Quelques notes mises en boucle d'un piano hésitant introduisent
Prayers From the Underbelly, performance d'
mJane enregistré, en 2003, au High Mayhem Festival de Santa Fe. L'enjeu veut que le quintet en place, emmené par
Molly Sturges, confronte instruments acoustiques et apports électroniques, tout comme parties musicales écrites et improvisées, pour présenter enfin un exercice vocal ciselé.
Ainsi,
Julie West et
Molly Sturges interprètent et vagabondent sur des évocations sophistiquées de morceaux en devenir. Ici, on chuchote auprès des descentes d'un oud fatigué des phrases qu'il rejoue sans cesse (
Pilgrim). Là, les voix adressent d'étranges incantations portées par des percussions sensibles (
Utterance) ou appellent à la révolte sans autre motivation que celle d'obtenir le désordre (
Summon).
Parfois, il arrive que la musique évoque les steppes asiatiques, quelques dunes de Syrie, ou un morceau égaré d'Irlande.
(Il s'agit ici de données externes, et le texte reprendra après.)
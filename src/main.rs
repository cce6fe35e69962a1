use std::path::PathBuf;

use anyhow::{bail, Context, Result};
use exam_extract::models::loaders::artifact_store::result_file_name;
use exam_extract::utils::logging;
use exam_extract::{Capabilities, Config, DocumentPair, Pipeline};
use tracing::{info, warn};

const USAGE: &str = "用法: exam-extract <paper.pdf> <solution.pdf> [exam_id] [output_dir]";
const CONFIG_ENV: &str = "EXAM_PROCESSOR_CONFIG";

#[tokio::main]
async fn main() -> Result<()> {
    let args: Vec<String> = std::env::args().skip(1).collect();
    if args.len() < 2 || args.len() > 4 {
        bail!(USAGE);
    }

    // 加载配置：默认值 → 可选 TOML 文件 → 环境变量
    let config_path = std::env::var(CONFIG_ENV).ok().map(PathBuf::from);
    let config = Config::load(config_path.as_deref()).context("加载配置失败")?;

    // 初始化日志
    logging::init(config.verbose_logging);
    config.validate().context("配置校验失败")?;
    if config.llm_api_key.is_empty() {
        warn!("⚠️ 未设置 API Key（EXAM_PROCESSOR_OPENAI_API_KEY / OPENAI_API_KEY）");
    }
    logging::log_startup(&config);

    let pair = DocumentPair::new(&args[0], &args[1]);
    let exam_id = args.get(2).cloned();
    let output_dir = args.get(3).map(PathBuf::from);

    let capabilities = Capabilities::openai(&config);
    let pipeline = Pipeline::new(config, capabilities);

    // Ctrl-C：停止调度新题，已开始的题目继续完成
    let cancel = pipeline.cancel_signal();
    tokio::spawn(async move {
        if tokio::signal::ctrl_c().await.is_ok() {
            warn!("⚠️ 收到中断信号，等待进行中的题目完成...");
            cancel.cancel();
        }
    });

    let document = pipeline
        .run(&pair, exam_id, output_dir.clone())
        .await
        .context("处理试卷失败")?;

    let result_path = pipeline
        .artifact_root(&document.exam_id, output_dir)
        .join(result_file_name(&document.exam_id));
    logging::print_final_stats(&document, &result_path);
    info!("✅ 处理完成");

    Ok(())
}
Or, est offert aux voix le droit d'être de nulle part, et de ne pas chercher l'installation définitive. Les chants nomades doublent la complainte d'un harmonium avant de faire face aux bizarreries électroniques (
Edie). Ailleurs, hésitent entre l'accalmie (
(dis)solve) et les rythmes soutenus d'envolées superbes (
Pilgrim).
De chants de peine en prières perdues,
mJane construit une oeuvre importante. Sur le fil, toujours, mais pour s'y promener. On y trouve, enlacées, l'influence de
Meredith Monk et la singularité de
Mari Boine ; confondus, l'héritage de la musique minimaliste américaine et les témoignages hors-pistes de
Stephan Micus. Mais s'il est indéniable qu'on sacrifie ici à ces idoles,
Prayers From the Underbelly est aussi capable de libations païennes originales. De celles qui suffisent à singulariser une tribu jusque là inconnue du Nouveau Mexique.